L’externalisation est définie comme le recours à un prestataire ou un fournisseur externe, pour
une activité qui était jusqu’alors réalisée au sein de l’entreprise. Elle s’accompagne d’ailleurs
fréquemment d’un transfert de ressources matérielles ou humaines vers le prestataire choisi.
Ce dernier est chargé de se substituer aux services internes dans le cadre d’une relation de
moyen ou long terme (en moyenne de 5 à 6 ans) avec l’entreprise cliente.

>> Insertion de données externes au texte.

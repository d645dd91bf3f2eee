// Hash Core Library
// Content identity for the synchronizer

pub mod digest;

pub use digest::{ContentDigest, DigestComputer, HashAlgorithm};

L’externalisation stratégique prend de plus en plus d’importance dans les entreprises. Elle
concerne un nombre croissant de fonctions qui contribuent substantiellement à la création
d’une partie de la valeur ajoutée (informatique, logistique, recherche et développement…).

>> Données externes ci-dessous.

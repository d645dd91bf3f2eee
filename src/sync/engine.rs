//! Tree synchronizer.
//!
//! Walks the source and replica trees in tandem, one directory level at a
//! time. Each level runs two phases:
//!
//! 1. Descend: every source entry is materialized in the replica. Folders are
//!    created and fully synchronized before the next sibling; files are copied
//!    when the replica counterpart is missing or its digest differs.
//! 2. Prune: every replica entry without a same-named source entry is removed,
//!    folders together with their whole subtree.
//!
//! Pruning only starts once the level's descend phase is complete, so a name
//! missing from the source listing is a reliable orphan signal.

use std::collections::HashSet;
use std::ffi::OsString;
use std::path::Path;
use std::sync::atomic::{AtomicBool, Ordering};
use std::sync::Arc;
use std::time::Instant;

use tracing::{debug, warn};

use crate::error::SyncError;
use crate::fs::{EntryKind, EntryStat, Filesystem};
use crate::hash::{DigestComputer, HashAlgorithm};
use crate::sync::action::{SyncAction, SyncFailure, SyncReport};
use crate::sync::log::ActionLog;

/// Knobs that change how a pass decides, never what it converges to.
#[derive(Debug, Clone, Copy, Default)]
pub struct SyncOptions {
    /// Digest algorithm for content comparison.
    pub hash: HashAlgorithm,
    /// Skip hashing when size and modification time already match.
    pub quick_check: bool,
    /// Abort the pass on the first failure instead of skipping the entry.
    pub fail_fast: bool,
}

/// Mirrors a source tree into a replica tree.
pub struct Synchronizer {
    fs: Arc<dyn Filesystem>,
    log: Arc<dyn ActionLog>,
    digests: DigestComputer,
    options: SyncOptions,
    cancel: Arc<AtomicBool>,
}

impl Synchronizer {
    pub fn new(fs: Arc<dyn Filesystem>, log: Arc<dyn ActionLog>, options: SyncOptions) -> Self {
        Self {
            fs,
            log,
            digests: DigestComputer::new(options.hash),
            options,
            cancel: Arc::new(AtomicBool::new(false)),
        }
    }

    /// Share a shutdown flag. Once set, the pass stops at the next entry boundary.
    pub fn with_cancel_flag(mut self, cancel: Arc<AtomicBool>) -> Self {
        self.cancel = cancel;
        self
    }

    /// Run one full pass making `replica` a mirror of `source`.
    ///
    /// Fails only if the source root cannot be listed, or on the first
    /// failure when `fail_fast` is set. Otherwise per-entry failures are
    /// logged and collected in the report.
    pub fn synchronize(&self, source: &Path, replica: &Path) -> Result<SyncReport, SyncError> {
        let started = Instant::now();
        let mut report = SyncReport::default();
        debug!(source = %source.display(), replica = %replica.display(), "sync pass started");

        match self.sync_root(source, replica, &mut report) {
            Ok(()) => {}
            Err(SyncError::Interrupted) => report.interrupted = true,
            Err(err) => return Err(err),
        }

        report.duration = started.elapsed();
        Ok(report)
    }

    fn sync_root(&self, source: &Path, replica: &Path, report: &mut SyncReport) -> Result<(), SyncError> {
        self.check_cancelled()?;

        // The replica root may have been removed since startup
        if self.fs.stat(replica)?.is_none() {
            self.create_dir(replica, report)?;
        }

        self.sync_dir(source, replica, report)
    }

    fn sync_dir(&self, source: &Path, replica: &Path, report: &mut SyncReport) -> Result<(), SyncError> {
        let entries = self.fs.list_dir(source)?;
        let mut names: HashSet<OsString> = HashSet::with_capacity(entries.len());

        // Descend
        for entry in entries {
            self.check_cancelled()?;

            let src = source.join(&entry.name);
            let dst = replica.join(&entry.name);
            names.insert(entry.name);

            let outcome = match entry.kind {
                EntryKind::Directory => self.sync_subdir(&src, &dst, report),
                EntryKind::File => self.sync_file(&src, &dst, report),
                EntryKind::Other => {
                    warn!("Skipping {}: {} entries are not mirrored", src.display(), entry.kind.label());
                    report.skipped += 1;
                    Ok(())
                }
            };

            if let Err(err) = outcome {
                self.isolate(&src, err, report)?;
            }
        }

        // Prune
        let replica_entries = match self.fs.list_dir(replica) {
            Ok(entries) => entries,
            Err(err) => return self.isolate(replica, err, report),
        };

        for entry in replica_entries {
            if names.contains(&entry.name) {
                continue;
            }
            self.check_cancelled()?;

            let orphan = replica.join(&entry.name);
            if let Err(err) = self.prune_entry(&source.join(&entry.name), &orphan, entry.kind, report) {
                self.isolate(&orphan, err, report)?;
            }
        }

        Ok(())
    }

    fn sync_subdir(&self, source: &Path, replica: &Path, report: &mut SyncReport) -> Result<(), SyncError> {
        match self.fs.stat(replica)? {
            Some(EntryStat { kind: EntryKind::Directory, .. }) => {}
            Some(stat) => {
                self.remove_entry(replica, stat.kind, report)?;
                self.create_dir(replica, report)?;
            }
            None => self.create_dir(replica, report)?,
        }

        self.sync_dir(source, replica, report)
    }

    fn sync_file(&self, source: &Path, replica: &Path, report: &mut SyncReport) -> Result<(), SyncError> {
        match self.fs.stat(replica)? {
            Some(stat) if stat.kind == EntryKind::File => {
                if !self.content_differs(source, replica, &stat)? {
                    report.unchanged += 1;
                    return Ok(());
                }
            }
            Some(stat) => self.remove_entry(replica, stat.kind, report)?,
            None => {}
        }

        let bytes = self.fs.copy_file(source, replica)?;
        report.bytes_copied += bytes;
        self.log.record(&format!(
            "File copied/overwritten: {} -> {}",
            source.display(),
            replica.display()
        ));
        report.record(SyncAction::CopyOrOverwrite { path: replica.to_path_buf() });
        Ok(())
    }

    fn content_differs(&self, source: &Path, replica: &Path, replica_stat: &EntryStat) -> Result<bool, SyncError> {
        let source_stat = self.fs.stat(source)?.ok_or_else(|| SyncError::NotFound {
            path: source.to_path_buf(),
            operation: "comparing".to_string(),
        })?;

        if source_stat.size != replica_stat.size {
            return Ok(true);
        }

        if self.options.quick_check
            && source_stat.modified.is_some()
            && source_stat.modified == replica_stat.modified
        {
            return Ok(false);
        }

        let source_digest = self.digests.digest_file(source)?;
        let replica_digest = self.digests.digest_file(replica)?;
        Ok(source_digest != replica_digest)
    }

    /// Remove a replica entry whose name the source listing lacks.
    ///
    /// On a case-insensitive filesystem `a.txt` still resolves when the source
    /// holds `A.txt`; such an entry is the counterpart just synced, not an orphan.
    fn prune_entry(
        &self,
        source: &Path,
        orphan: &Path,
        kind: EntryKind,
        report: &mut SyncReport,
    ) -> Result<(), SyncError> {
        if self.fs.stat(source)?.is_some() {
            debug!(path = %orphan.display(), "kept: name resolves in source");
            return Ok(());
        }

        self.remove_entry(orphan, kind, report)
    }

    fn create_dir(&self, path: &Path, report: &mut SyncReport) -> Result<(), SyncError> {
        self.fs.create_dir(path)?;
        self.log.record(&format!("Folder created: {}", path.display()));
        report.record(SyncAction::CreateDirectory { path: path.to_path_buf() });
        Ok(())
    }

    fn remove_entry(&self, path: &Path, kind: EntryKind, report: &mut SyncReport) -> Result<(), SyncError> {
        if kind == EntryKind::Directory {
            self.fs.remove_dir_all(path)?;
            self.log.record(&format!("Folder removed: {}", path.display()));
            report.record(SyncAction::RemoveDirectorySubtree { path: path.to_path_buf() });
        } else {
            self.fs.remove_file(path)?;
            self.log.record(&format!("File removed: {}", path.display()));
            report.record(SyncAction::RemoveFile { path: path.to_path_buf() });
        }
        Ok(())
    }

    /// Record a failed entry and carry on, unless the pass must stop.
    fn isolate(&self, path: &Path, err: SyncError, report: &mut SyncReport) -> Result<(), SyncError> {
        if self.options.fail_fast || matches!(err, SyncError::Interrupted) {
            return Err(err);
        }

        warn!("Skipping {}: {}", path.display(), err);
        self.log.record(&format!("Error: {}", err));
        report.failures.push(SyncFailure {
            path: path.to_path_buf(),
            error: err.to_string(),
        });
        Ok(())
    }

    fn check_cancelled(&self) -> Result<(), SyncError> {
        if self.cancel.load(Ordering::SeqCst) {
            Err(SyncError::Interrupted)
        } else {
            Ok(())
        }
    }
}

Dix-huit de ces activités ont fait l’objet du questionnaire.
Le poids de l’environnement dans la décision n’est pas jugé comme vraiment
prépondérant
La fréquence des changements technologiques des processus et des produits, l’importance des
délais de mise à disposition des nouveaux produits, la saisonnalité de l’activité, le caractère
cyclique des marchés de l’entreprise, l’importance des fluctuations dans la charge de travail et
l’incertitude concernant les marchés futurs, sont jugés par les managers interrogés comme des
facteurs importants sans être prépondérants.
Par contre, le renouvellement des investissements est le facteur de déclenchement auquel les
managers attribuent la plus grande importance. En complément, l’intensité capitalistique de
l’activité et la pression des marchés financiers pèsent également dans la décision. Ni le
mimétisme des concurrents, ni la démarche commerciale des prestataires ne semblent
suffisamment peser dans le déclenchement de la décision.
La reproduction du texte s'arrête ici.